Mr Jilani, who once landed a British-Pakistani TV network in trouble after it showed a live sermon with him allegedly “advocating violence”, denies writing the booklet despite his name being on the cover and his picture appearing on the back.
He told the Standard the booklet had been “falsely attributed” to him, that he did not “authorise” the use of his name or picture and did not give permission for any of his sermons to be reproduced.
A poster of Mumtaz Qadri, who killed a governor in Pakistan for backing liberal reforms (Anjum Naveed/AP).
He said he did not agree with the booklet’s contents and that he did not know “if, why or how” it was distributed in the mosque.
He added that if it had been distributed in the mosque, then this had been without his knowledge and “without authorisation by either me or any member of the committee”.
The mosque is also home to the International Muslim Movement charity, for which Mr Jilani is a trustee.
Watchdog the Charity Commission today said it was also “urgently” looking into the material and poised to launch its own investigation.
Rupert Sutton, an extremism researcher at the Henry Jackson Society think tank, said: “The police and other relevant agencies should investigate immediately.
“Giving religious cover to sectarian violence puts whole communities at risk. Anyone promoting such material must face the full extent of the law.”

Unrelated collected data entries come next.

//! Face-mesh landmark detector via ONNX Runtime.
//!
//! Runs a single-face landmark model (468 points, 478 with refined irises)
//! on a square region of interest. The first detection scans the whole frame;
//! afterwards the region follows the previous landmarks until the face score
//! drops below the tracking threshold.

use crate::types::{DetectionResults, LandmarkPoint, LandmarkSet, FACE_MESH_LANDMARKS, REFINED_FACE_MESH_LANDMARKS};
use image::RgbImage;
use ndarray::Array4;
use ort::session::Session;
use ort::value::TensorRef;
use serde::{Deserialize, Serialize};
use std::path::Path;
use std::sync::{Arc, Mutex};
use thiserror::Error;

// --- Named constants (no magic numbers) ---
const FACE_MESH_INPUT_SIZE: usize = 192;
const FACE_MESH_PIXEL_SCALE: f32 = 1.0 / 255.0;
const ROI_EXPANSION: f32 = 1.5;
const LANDMARK_VALUES: usize = FACE_MESH_LANDMARKS * 3;

#[derive(Error, Debug)]
pub enum DetectorError {
    #[error("model file not found: {0} — place a face landmark ONNX model in models/")]
    ModelNotFound(String),
    #[error("inference failed: {0}")]
    InferenceFailed(String),
    #[error("invalid detector options: {0}")]
    InvalidOptions(String),
    #[error("ort: {0}")]
    Ort(#[from] ort::Error),
}

/// Detector settings. Only the first face is ever tracked.
#[derive(Debug, Clone, Copy, PartialEq, Serialize, Deserialize)]
#[serde(default)]
pub struct DetectorOptions {
    pub max_faces: usize,
    /// Keep the ten iris points when the model provides them.
    pub refine_landmarks: bool,
    pub min_detection_confidence: f32,
    pub min_tracking_confidence: f32,
}

impl Default for DetectorOptions {
    fn default() -> Self {
        Self {
            max_faces: 1,
            refine_landmarks: true,
            min_detection_confidence: 0.5,
            min_tracking_confidence: 0.5,
        }
    }
}

impl DetectorOptions {
    pub fn validate(&self) -> Result<(), DetectorError> {
        if self.max_faces == 0 {
            return Err(DetectorError::InvalidOptions("max_faces must be at least 1".into()));
        }
        for (name, value) in [
            ("min_detection_confidence", self.min_detection_confidence),
            ("min_tracking_confidence", self.min_tracking_confidence),
        ] {
            if !(0.0..=1.0).contains(&value) {
                return Err(DetectorError::InvalidOptions(format!(
                    "{name} must be between 0.0 and 1.0, got {value}"
                )));
            }
        }
        Ok(())
    }
}

/// Memory layout the model expects for its image input.
#[derive(Debug, Clone, Copy, PartialEq, Eq, Default, Serialize, Deserialize)]
#[serde(rename_all = "lowercase")]
pub enum InputLayout {
    #[default]
    Nhwc,
    Nchw,
}

/// Produces face landmarks for a frame.
///
/// Implementations may suspend while inference runs; callers await one
/// result before submitting the next frame.
#[allow(async_fn_in_trait)]
pub trait LandmarkDetector {
    async fn process(&mut self, frame: &RgbImage) -> Result<DetectionResults, DetectorError>;
}

/// Square region of interest in frame pixels. May extend past the frame edges.
#[derive(Debug, Clone, Copy, PartialEq)]
struct Roi {
    x: f32,
    y: f32,
    size: f32,
}

impl Roi {
    /// Smallest square containing the frame, centered on it.
    fn full_frame(width: u32, height: u32) -> Self {
        let size = width.max(height) as f32;
        Self {
            x: (width as f32 - size) / 2.0,
            y: (height as f32 - size) / 2.0,
            size,
        }
    }

    /// Expanded square around a landmark set given in normalized coordinates.
    fn around(face: &LandmarkSet, width: u32, height: u32) -> Option<Self> {
        let (x0, y0, x1, y1) = face.bounds()?;
        let (w, h) = (width as f32, height as f32);
        let size = ((x1 - x0) * w).max((y1 - y0) * h) * ROI_EXPANSION;
        if !size.is_finite() || size < 1.0 {
            return None;
        }
        let cx = (x0 + x1) / 2.0 * w;
        let cy = (y0 + y1) / 2.0 * h;
        Some(Self {
            x: cx - size / 2.0,
            y: cy - size / 2.0,
            size,
        })
    }

    /// Model-input pixel coordinates to a normalized frame landmark.
    fn to_frame(&self, mx: f32, my: f32, mz: f32, width: u32, height: u32) -> LandmarkPoint {
        let k = self.size / FACE_MESH_INPUT_SIZE as f32;
        LandmarkPoint {
            x: (self.x + mx * k) / width as f32,
            y: (self.y + my * k) / height as f32,
            z: mz * k / width as f32,
        }
    }
}

/// Raw tensors from one inference.
struct RawOutput {
    landmarks: Vec<f32>,
    score_logit: Option<f32>,
}

struct FaceMeshModel {
    session: Session,
    num_outputs: usize,
}

impl FaceMeshModel {
    fn infer(&mut self, input: Array4<f32>) -> Result<RawOutput, DetectorError> {
        let outputs = self.session.run(ort::inputs![TensorRef::from_array_view(input.view())?])?;

        let mut tensors = Vec::with_capacity(self.num_outputs);
        for idx in 0..self.num_outputs {
            let (_, data) = outputs[idx]
                .try_extract_tensor::<f32>()
                .map_err(|e| DetectorError::InferenceFailed(format!("output {idx}: {e}")))?;
            tensors.push(data.to_vec());
        }

        let lengths: Vec<usize> = tensors.iter().map(Vec::len).collect();
        let (landmarks_idx, score_idx) = discover_outputs(&lengths).ok_or_else(|| {
            DetectorError::InferenceFailed(format!("no landmark tensor among outputs of lengths {lengths:?}"))
        })?;

        Ok(RawOutput {
            score_logit: score_idx.map(|i| tensors[i][0]),
            landmarks: std::mem::take(&mut tensors[landmarks_idx]),
        })
    }
}

/// Face-mesh ONNX detector with region-of-interest tracking.
pub struct FaceMeshDetector {
    model: Arc<Mutex<FaceMeshModel>>,
    options: DetectorOptions,
    layout: InputLayout,
    tracked: Option<Roi>,
}

impl FaceMeshDetector {
    /// Load the face landmark ONNX model from the given path.
    pub fn load(model_path: &str, options: DetectorOptions, layout: InputLayout) -> Result<Self, DetectorError> {
        options.validate()?;
        if !Path::new(model_path).exists() {
            return Err(DetectorError::ModelNotFound(model_path.to_string()));
        }
        if options.max_faces > 1 {
            tracing::warn!(max_faces = options.max_faces, "only the first face is tracked");
        }

        let session = Session::builder()?
            .with_intra_threads(2)?
            .commit_from_file(model_path)?;

        let num_outputs = session.outputs().len();
        tracing::info!(
            path = model_path,
            inputs = ?session.inputs().iter().map(|i| (i.name(), i.dtype())).collect::<Vec<_>>(),
            outputs = ?session.outputs().iter().map(|o| o.name()).collect::<Vec<_>>(),
            ?layout,
            "loaded face mesh model"
        );

        Ok(Self {
            model: Arc::new(Mutex::new(FaceMeshModel { session, num_outputs })),
            options,
            layout,
            tracked: None,
        })
    }
}

impl LandmarkDetector for FaceMeshDetector {
    async fn process(&mut self, frame: &RgbImage) -> Result<DetectionResults, DetectorError> {
        let (width, height) = frame.dimensions();
        if width == 0 || height == 0 {
            return Ok(DetectionResults::empty());
        }

        let tracking = self.tracked.is_some();
        let roi = self.tracked.unwrap_or_else(|| Roi::full_frame(width, height));
        let input = preprocess(frame, roi, self.layout);

        let model = Arc::clone(&self.model);
        let raw = tokio::task::spawn_blocking(move || {
            let mut model = model
                .lock()
                .map_err(|_| DetectorError::InferenceFailed("model lock poisoned".into()))?;
            model.infer(input)
        })
        .await
        .map_err(|e| DetectorError::InferenceFailed(format!("inference task: {e}")))??;

        let score = raw.score_logit.map(sigmoid).unwrap_or(1.0);
        let threshold = if tracking {
            self.options.min_tracking_confidence
        } else {
            self.options.min_detection_confidence
        };
        if score < threshold {
            tracing::trace!(score, threshold, tracking, "face below confidence threshold");
            self.tracked = None;
            return Ok(DetectionResults::empty());
        }

        let face = decode_landmarks(&raw.landmarks, roi, width, height, self.options.refine_landmarks);
        self.tracked = Roi::around(&face, width, height);
        tracing::trace!(score, points = face.len(), tracking, "face landmarks decoded");

        Ok(DetectionResults::single(face))
    }
}

/// Find the landmark and face-score tensors by element count.
///
/// Landmarks are the first output holding at least 468 xyz triples; the score
/// is the first single-element output, if any.
fn discover_outputs(lengths: &[usize]) -> Option<(usize, Option<usize>)> {
    let landmarks = lengths
        .iter()
        .position(|&len| len >= LANDMARK_VALUES && len % 3 == 0)?;
    let score = lengths.iter().position(|&len| len == 1);
    Some((landmarks, score))
}

/// Resample `roi` into a 192×192 tensor scaled to [0, 1]. Pixels outside the frame are black.
fn preprocess(frame: &RgbImage, roi: Roi, layout: InputLayout) -> Array4<f32> {
    let n = FACE_MESH_INPUT_SIZE;
    let mut tensor = match layout {
        InputLayout::Nhwc => Array4::<f32>::zeros((1, n, n, 3)),
        InputLayout::Nchw => Array4::<f32>::zeros((1, 3, n, n)),
    };

    let (width, height) = frame.dimensions();
    let step = roi.size / n as f32;
    let sample = |x: i64, y: i64, c: usize| -> f32 {
        if x >= 0 && x < width as i64 && y >= 0 && y < height as i64 {
            frame.get_pixel(x as u32, y as u32)[c] as f32
        } else {
            0.0
        }
    };

    for oy in 0..n {
        let sy = roi.y + (oy as f32 + 0.5) * step - 0.5;
        let y0 = sy.floor();
        let fy = sy - y0;
        for ox in 0..n {
            let sx = roi.x + (ox as f32 + 0.5) * step - 0.5;
            let x0 = sx.floor();
            let fx = sx - x0;
            let (x0, y0) = (x0 as i64, y0 as i64);

            for c in 0..3 {
                let val = sample(x0, y0, c) * (1.0 - fx) * (1.0 - fy)
                    + sample(x0 + 1, y0, c) * fx * (1.0 - fy)
                    + sample(x0, y0 + 1, c) * (1.0 - fx) * fy
                    + sample(x0 + 1, y0 + 1, c) * fx * fy;
                let val = val * FACE_MESH_PIXEL_SCALE;
                match layout {
                    InputLayout::Nhwc => tensor[[0, oy, ox, c]] = val,
                    InputLayout::Nchw => tensor[[0, c, oy, ox]] = val,
                }
            }
        }
    }

    tensor
}

/// Map raw model landmarks back to normalized frame coordinates.
fn decode_landmarks(raw: &[f32], roi: Roi, width: u32, height: u32, refine: bool) -> LandmarkSet {
    let mut count = raw.len() / 3;
    if !refine && count >= REFINED_FACE_MESH_LANDMARKS {
        count = FACE_MESH_LANDMARKS;
    }
    let points = raw
        .chunks_exact(3)
        .take(count)
        .map(|p| roi.to_frame(p[0], p[1], p[2], width, height))
        .collect();
    LandmarkSet::new(points)
}

fn sigmoid(x: f32) -> f32 {
    1.0 / (1.0 + (-x).exp())
}

#[cfg(test)]
mod tests {
    use super::*;
    use image::Rgb;

    #[test]
    fn test_default_options() {
        let opts = DetectorOptions::default();
        assert_eq!(opts.max_faces, 1);
        assert!(opts.refine_landmarks);
        assert_eq!(opts.min_detection_confidence, 0.5);
        assert_eq!(opts.min_tracking_confidence, 0.5);
        assert!(opts.validate().is_ok());
    }

    #[test]
    fn test_options_reject_bad_values() {
        let zero_faces = DetectorOptions { max_faces: 0, ..DetectorOptions::default() };
        assert!(zero_faces.validate().is_err());

        let bad_conf = DetectorOptions { min_tracking_confidence: 1.5, ..DetectorOptions::default() };
        assert!(matches!(bad_conf.validate(), Err(DetectorError::InvalidOptions(_))));
    }

    #[test]
    fn test_load_missing_model() {
        let result = FaceMeshDetector::load("/nonexistent/face_landmark.onnx", DetectorOptions::default(), InputLayout::Nhwc);
        assert!(matches!(result, Err(DetectorError::ModelNotFound(_))));
    }

    #[test]
    fn test_discover_outputs() {
        // 478 * 3 landmarks, then a face flag
        assert_eq!(discover_outputs(&[1434, 1]), Some((0, Some(1))));
        // Flag first, 468 * 3 landmarks second
        assert_eq!(discover_outputs(&[1, 1404]), Some((1, Some(0))));
        // No flag
        assert_eq!(discover_outputs(&[1404]), Some((0, None)));
        // Nothing usable
        assert_eq!(discover_outputs(&[1, 10]), None);
    }

    #[test]
    fn test_full_frame_roi_is_centered_square() {
        let roi = Roi::full_frame(640, 480);
        assert_eq!(roi.size, 640.0);
        assert_eq!(roi.x, 0.0);
        assert_eq!(roi.y, -80.0);
    }

    #[test]
    fn test_roi_mapping_corners() {
        let roi = Roi::full_frame(640, 480);
        let top_left = roi.to_frame(0.0, 0.0, 0.0, 640, 480);
        let center = roi.to_frame(96.0, 96.0, 0.0, 640, 480);
        assert!((top_left.x - 0.0).abs() < 1e-6);
        assert!((top_left.y + 80.0 / 480.0).abs() < 1e-6);
        assert!((center.x - 0.5).abs() < 1e-6);
        assert!((center.y - 0.5).abs() < 1e-6);
    }

    #[test]
    fn test_roi_around_landmarks() {
        let face = LandmarkSet::new(vec![
            LandmarkPoint::new(0.25, 0.25, 0.0),
            LandmarkPoint::new(0.75, 0.5, 0.0),
        ]);
        let roi = Roi::around(&face, 400, 400).unwrap();
        // 200 px wide, 100 px tall, expanded 1.5x on the larger side
        assert!((roi.size - 300.0).abs() < 1e-4);
        assert!((roi.x + roi.size / 2.0 - 200.0).abs() < 1e-4);
        assert!((roi.y + roi.size / 2.0 - 150.0).abs() < 1e-4);
    }

    #[test]
    fn test_roi_around_degenerate_face() {
        let face = LandmarkSet::new(vec![LandmarkPoint::new(0.5, 0.5, 0.0); 3]);
        assert!(Roi::around(&face, 640, 480).is_none());
        assert!(Roi::around(&LandmarkSet::default(), 640, 480).is_none());
    }

    #[test]
    fn test_preprocess_pads_outside_frame() {
        let frame = RgbImage::from_pixel(200, 100, Rgb([255, 255, 255]));
        let tensor = preprocess(&frame, Roi::full_frame(200, 100), InputLayout::Nhwc);
        assert_eq!(tensor.shape(), &[1, 192, 192, 3]);
        // Top rows fall above the frame
        assert_eq!(tensor[[0, 0, 96, 0]], 0.0);
        // Center is inside
        assert!((tensor[[0, 96, 96, 1]] - 1.0).abs() < 1e-5);
    }

    #[test]
    fn test_preprocess_nchw_layout() {
        let frame = RgbImage::from_pixel(64, 64, Rgb([0, 51, 255]));
        let tensor = preprocess(&frame, Roi::full_frame(64, 64), InputLayout::Nchw);
        assert_eq!(tensor.shape(), &[1, 3, 192, 192]);
        assert!((tensor[[0, 1, 96, 96]] - 0.2).abs() < 1e-5);
        assert!((tensor[[0, 2, 96, 96]] - 1.0).abs() < 1e-5);
    }

    #[test]
    fn test_decode_landmarks_drops_irises_without_refine() {
        let raw = vec![96.0f32; REFINED_FACE_MESH_LANDMARKS * 3];
        let roi = Roi::full_frame(100, 100);
        assert_eq!(decode_landmarks(&raw, roi, 100, 100, true).len(), 478);
        let base = decode_landmarks(&raw, roi, 100, 100, false);
        assert_eq!(base.len(), 468);
        assert!((base.points[0].x - 0.5).abs() < 1e-6);
    }

    #[test]
    fn test_sigmoid() {
        assert!((sigmoid(0.0) - 0.5).abs() < 1e-6);
        assert!(sigmoid(10.0) > 0.99);
        assert!(sigmoid(-10.0) < 0.01);
    }
}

Mr Jilani was also at the centre of controversy when broadcasting regulator Ofcom fined Islamic station DM Digital £85,000 in 2013.
Mr Jilani reportedly said Muslims were under a duty to kill those who insulted the Prophet Mohammed during an on-screen sermon.
A Scotland Yard spokesman said: “We will be assessing the contents of these leaflets to establish whether any criminal offence has taken place.
“We are committed to tackling hate crime in all its forms and have long since recognised the impact of hate crime on communities.”
The Charity Commission said: “We are assessing the information received as a matter of urgency so as to establish the facts and have contacted the charity’s trustees for their response.
“At this time, the commission has not opened a statutory inquiry into the charity. However, if the information provided is accurate it would raise serious regulatory concerns.”
According to Land Registry records, Mr Jilani co-owns the mosque with three others. He told the Standard: “I do not agree with the booklet’s contents. I am not aware of if, why or how, the booklet was distributed in Dar-ul-Uloom Qadria Jilania.
“If it was distributed… then this was done without any authorisation by either me or any member of the committee of Dar-ul-Uloom Qadria Jilania.”
Regarding the Ofcom fine he said: “Ofcom made a decision against DM Digital TV, not me. Ofcom has failed to understand the speech in the context in which the referenced comment was made.”
He told the Evening Standard that his remarks were in response to a question about Islamic law as applied in Pakistan.
He said: “I vehemently deny advocating the killing of anyone; this is terrorism. I have spoken out several times against terrorism in public.
“A fatwa was recently issued against me, which purported to deem me an infidel for speaking out against terrorism, here in the UK, and I reported it to Chingford police. The killing of innocent people cannot be legitimised.”